IRMCT considered the opinion of medical experts, who said that the “consequences of dementia deprive Mr. Kabuga of the capabilities necessary for meaningful participation in a trial” and that “he will not recover these capacities because his condition is characterized by progressive and irreversible decline.” In light of Kabuga’s unfitness for trial, the judges stated that they will establish “an alternative finding procedure that resembles a trial as closely as possible, but without the possibility of a conviction.”
Accused of masterminding and financing the genocide of the Tutsi ethnic minority group in Rwanda, Kabuga was arrested near Paris, France in 2020. He was first indicted by the International Criminal Tribunal for Rwanda (ICTR) in 1997 before being transferred to the IRMCT. The IRMCT then charged him in 2021 with genocide pursuant to Articles 2(3)(a) and 6(1) of the ICTR Statute, direct and public indictment to commit genocide pursuant to Articles 2(3)(c) and 6(1) of the ICTR Statute, conspiracy to commit genocide pursuant to Articles 2(3)(b) and 6(1) of the ICTR Statute, persecution on political grounds pursuant to Articles 3(h) and 6(1) of the ICTR Statute, extermination pursuant to Articles 3(b) and 6(1) of the ICTR Statute and murder pursuant to Articles 3(a) and 6(1) of the ICTR Statute.
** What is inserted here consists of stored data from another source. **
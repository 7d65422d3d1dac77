//! Binary loss kernels: KR, negated KR, hinge-margin, HKR.
//!
//! Every kernel normalizes its inputs through [`crate::labels`] and returns
//! a scalar tensor in the prediction dtype. Gradients flow through the
//! predictions only; class masks and counts are treated as constants.
//!
//! # Degenerate batches
//!
//! [`kr_loss`] estimates a gap between two class-conditional means. When a
//! batch contains no sample of one class, that class's mean is undefined;
//! the policy here is that the missing class contributes 0 to the gap, so
//! the loss stays finite and deterministic on single-class batches.

use candle_core::{DType, Result, Tensor};

use crate::labels::normalize_binary;

/// Mean of `y_pred` over the entries where `mask` is 1, as a scalar tensor.
/// Returns 0 when the mask selects nothing. The count is read through an
/// F32 view so the mask may live in any prediction dtype.
fn masked_mean(y_pred: &Tensor, mask: &Tensor) -> Result<Tensor> {
    let count = mask.sum_all()?.to_dtype(DType::F32)?.to_scalar::<f32>()? as f64;
    if count == 0.0 {
        return Tensor::zeros((), y_pred.dtype(), y_pred.device());
    }
    y_pred.mul(mask)?.sum_all()?.affine(1.0 / count, 0.0)
}

/// Kantorovich-Rubinstein dual-potential gap:
/// `mean(y_pred | y=+1) − mean(y_pred | y=−1)`.
///
/// With a 1-Lipschitz scorer this estimates the Wasserstein-1 distance
/// between the two label-conditioned score distributions, so training
/// *maximises* it; use [`neg_kr_loss`] with a minimising optimiser.
pub fn kr_loss(y_true: &Tensor, y_pred: &Tensor) -> Result<Tensor> {
    let (y_true, y_pred) = normalize_binary(y_true, y_pred)?;
    let pos = y_true.gt(0.0)?.to_dtype(y_pred.dtype())?;
    let neg = y_true.lt(0.0)?.to_dtype(y_pred.dtype())?;
    masked_mean(&y_pred, &pos)? - masked_mean(&y_pred, &neg)?
}

/// `−kr_loss`, for frameworks that only minimise.
pub fn neg_kr_loss(y_true: &Tensor, y_pred: &Tensor) -> Result<Tensor> {
    kr_loss(y_true, y_pred)?.neg()
}

/// Hinge loss with a configurable margin:
/// `mean(relu(margin − y · y_pred))`.
///
/// The margin must be validated by the caller ([`crate::Loss`] does this at
/// construction); the kernel assumes it is finite and positive.
pub fn hinge_margin_loss(y_true: &Tensor, y_pred: &Tensor, margin: f64) -> Result<Tensor> {
    let (y_true, y_pred) = normalize_binary(y_true, y_pred)?;
    let agreement = y_true.mul(&y_pred)?;
    agreement.affine(-1.0, margin)?.relu()?.mean_all()
}

/// HKR loss: `alpha · hinge(margin) − (1 − alpha) · kr`.
///
/// `alpha` weights the hinge term; `alpha = 0` is the pure (negated) KR
/// objective and `alpha = 1` drops the Wasserstein estimate entirely.
pub fn hkr_loss(y_true: &Tensor, y_pred: &Tensor, alpha: f64, margin: f64) -> Result<Tensor> {
    let hinge = hinge_margin_loss(y_true, y_pred, margin)?;
    let kr = kr_loss(y_true, y_pred)?;
    hinge.affine(alpha, 0.0)? - kr.affine(1.0 - alpha, 0.0)?
}

// ── Tests ───────────────────────────────────────────────────────────────────
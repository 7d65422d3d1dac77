//! # candle-lip — Lipschitz-training losses for candle
//!
//! Loss functions for training Lipschitz-constrained networks, built on
//! `candle-core`/`candle-nn` for tensors, autodiff, and serialization:
//!
//! | Module | Contents |
//! |--------|----------|
//! | [`labels`] | label encoding/shape/dtype normalization |
//! | [`binary`] | `kr_loss`, `neg_kr_loss`, `hinge_margin_loss`, `hkr_loss` |
//! | [`multiclass`] | one-vs-rest KR/hinge/HKR, `multi_margin_loss` |
//! | [`registry`] | the [`Loss`] enum and its stable-name registry |
//! | [`checkpoint`] | safetensors + JSON save/load with load-by-name |
//!
//! Labels may arrive as integers or floats, in `{0,1}` or `{-1,1}`
//! encoding, shaped `(batch,)` or `(batch, 1)`; every loss normalizes them
//! to a single canonical form before any arithmetic, so the same semantic
//! assignment always produces the same value.
//!
//! ```no_run
//! use candle_core::{Device, Tensor};
//! use candle_lip::Loss;
//!
//! # fn main() -> anyhow::Result<()> {
//! let dev = Device::Cpu;
//! let y_true = Tensor::new(&[1.0f32, 1.0, 0.0, 0.0], &dev)?;
//! let y_pred = Tensor::new(&[0.8f32, 0.4, -0.5, -0.3], &dev)?;
//! let loss = Loss::hkr(0.5, 1.0)?;
//! let value = loss.call(&y_true, &y_pred)?;
//! # Ok(())
//! # }
//! ```

pub mod binary;
pub mod checkpoint;
pub mod labels;
pub mod multiclass;
pub mod registry;

// ── Public re-exports ───────────────────────────────────────────────────────

pub use binary::{hinge_margin_loss, hkr_loss, kr_loss, neg_kr_loss};
pub use labels::{normalize_binary, normalize_one_hot};
pub use multiclass::{
    multi_margin_loss, multiclass_hinge_loss, multiclass_hkr_loss, multiclass_kr_loss,
};
pub use registry::{build, Loss, DEFAULT_MARGIN, LOSS_NAMES};
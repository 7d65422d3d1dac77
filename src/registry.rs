//! Loss kinds and the stable-name registry.
//!
//! A [`Loss`] is a closed enum: every supported objective is a variant
//! carrying its construction-time configuration, and dispatch happens in
//! [`Loss::call`]. Each variant has a stable string name (the serde tag)
//! so a saved model can name its loss in `config.json` and resolve it on
//! reload via [`build`].
//!
//! Configuration is validated once, at construction; the kernels never
//! re-check. Constructors reject a non-finite or non-positive margin and
//! an alpha outside `[0, 1]`.

use candle_core::{bail, Result, Tensor};
use serde::{Deserialize, Serialize};

use crate::{binary, multiclass};

/// Default hinge margin, matching the usual 1-Lipschitz training setup.
pub const DEFAULT_MARGIN: f64 = 1.0;

/// A loss objective with its fixed configuration.
///
/// Stateless apart from the configuration: calling it is a pure function
/// of `(y_true, y_pred)`.
#[derive(Debug, Clone, Copy, PartialEq, Serialize, Deserialize)]
#[serde(tag = "name", rename_all = "snake_case")]
pub enum Loss {
    /// Kantorovich-Rubinstein gap (to be maximised).
    Kr,
    /// Negated KR gap, for minimising optimisers.
    NegKr,
    /// Hinge loss with margin.
    HingeMargin { margin: f64 },
    /// `alpha · hinge − (1 − alpha) · kr`.
    Hkr { alpha: f64, margin: f64 },
    /// One-vs-rest KR, class-averaged.
    MulticlassKr,
    /// One-vs-rest hinge, class-averaged.
    MulticlassHinge { margin: f64 },
    /// One-vs-rest HKR, class-averaged.
    MulticlassHkr { alpha: f64, margin: f64 },
    /// Multi-margin loss over rival classes.
    MultiMargin { margin: f64 },
}

fn check_margin(margin: f64) -> Result<()> {
    if !margin.is_finite() || margin <= 0.0 {
        bail!("margin must be finite and > 0, got {margin}");
    }
    Ok(())
}

fn check_alpha(alpha: f64) -> Result<()> {
    if !alpha.is_finite() || !(0.0..=1.0).contains(&alpha) {
        bail!("alpha must be in [0, 1], got {alpha}");
    }
    Ok(())
}

impl Loss {
    pub fn kr() -> Self {
        Self::Kr
    }

    pub fn neg_kr() -> Self {
        Self::NegKr
    }

    pub fn hinge_margin(margin: f64) -> Result<Self> {
        check_margin(margin)?;
        Ok(Self::HingeMargin { margin })
    }

    pub fn hkr(alpha: f64, margin: f64) -> Result<Self> {
        check_alpha(alpha)?;
        check_margin(margin)?;
        Ok(Self::Hkr { alpha, margin })
    }

    pub fn multiclass_kr() -> Self {
        Self::MulticlassKr
    }

    pub fn multiclass_hinge(margin: f64) -> Result<Self> {
        check_margin(margin)?;
        Ok(Self::MulticlassHinge { margin })
    }

    pub fn multiclass_hkr(alpha: f64, margin: f64) -> Result<Self> {
        check_alpha(alpha)?;
        check_margin(margin)?;
        Ok(Self::MulticlassHkr { alpha, margin })
    }

    pub fn multi_margin(margin: f64) -> Result<Self> {
        check_margin(margin)?;
        Ok(Self::MultiMargin { margin })
    }

    /// The stable registry name (also the serde tag).
    pub fn name(&self) -> &'static str {
        match self {
            Self::Kr => "kr",
            Self::NegKr => "neg_kr",
            Self::HingeMargin { .. } => "hinge_margin",
            Self::Hkr { .. } => "hkr",
            Self::MulticlassKr => "multiclass_kr",
            Self::MulticlassHinge { .. } => "multiclass_hinge",
            Self::MulticlassHkr { .. } => "multiclass_hkr",
            Self::MultiMargin { .. } => "multi_margin",
        }
    }

    /// Re-run the construction-time checks. Used after deserialization,
    /// where serde bypasses the constructors.
    pub fn validate(&self) -> Result<()> {
        match *self {
            Self::Kr | Self::NegKr | Self::MulticlassKr => Ok(()),
            Self::HingeMargin { margin }
            | Self::MulticlassHinge { margin }
            | Self::MultiMargin { margin } => check_margin(margin),
            Self::Hkr { alpha, margin } | Self::MulticlassHkr { alpha, margin } => {
                check_alpha(alpha)?;
                check_margin(margin)
            }
        }
    }

    /// Evaluate the loss: `(y_true, y_pred) → scalar tensor`.
    pub fn call(&self, y_true: &Tensor, y_pred: &Tensor) -> Result<Tensor> {
        match *self {
            Self::Kr => binary::kr_loss(y_true, y_pred),
            Self::NegKr => binary::neg_kr_loss(y_true, y_pred),
            Self::HingeMargin { margin } => binary::hinge_margin_loss(y_true, y_pred, margin),
            Self::Hkr { alpha, margin } => binary::hkr_loss(y_true, y_pred, alpha, margin),
            Self::MulticlassKr => multiclass::multiclass_kr_loss(y_true, y_pred),
            Self::MulticlassHinge { margin } => {
                multiclass::multiclass_hinge_loss(y_true, y_pred, margin)
            }
            Self::MulticlassHkr { alpha, margin } => {
                multiclass::multiclass_hkr_loss(y_true, y_pred, alpha, margin)
            }
            Self::MultiMargin { margin } => multiclass::multi_margin_loss(y_true, y_pred, margin),
        }
    }
}

/// Every stable name the registry resolves.
pub const LOSS_NAMES: &[&str] = &[
    "kr",
    "neg_kr",
    "hinge_margin",
    "hkr",
    "multiclass_kr",
    "multiclass_hinge",
    "multiclass_hkr",
    "multi_margin",
];

/// Build a validated [`Loss`] from its stable name.
///
/// `margin` and `alpha` default to [`DEFAULT_MARGIN`] and `0.5` for the
/// variants that need them; names that take no parameters ignore both.
pub fn build(name: &str, margin: Option<f64>, alpha: Option<f64>) -> Result<Loss> {
    let margin = margin.unwrap_or(DEFAULT_MARGIN);
    let alpha = alpha.unwrap_or(0.5);
    match name {
        "kr" => Ok(Loss::kr()),
        "neg_kr" => Ok(Loss::neg_kr()),
        "hinge_margin" => Loss::hinge_margin(margin),
        "hkr" => Loss::hkr(alpha, margin),
        "multiclass_kr" => Ok(Loss::multiclass_kr()),
        "multiclass_hinge" => Loss::multiclass_hinge(margin),
        "multiclass_hkr" => Loss::multiclass_hkr(alpha, margin),
        "multi_margin" => Loss::multi_margin(margin),
        other => bail!("unknown loss name {other:?}"),
    }
}

// ── Tests ───────────────────────────────────────────────────────────────────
Yolande Mukakasana, a writer and survivor of the 1994 genocide, criticized the ruling, stating that “[t]he decision by the court is likely to undermine the spirit of reconciliation going on in Rwanda. As a genocide survivor, I don’t understand this.”
The decision comes around two weeks after the IRMCT announced the arrest of Fulgence Kayishema, who is also charged with genocide and crimes against humanity during the 1994 Rwandan genocide.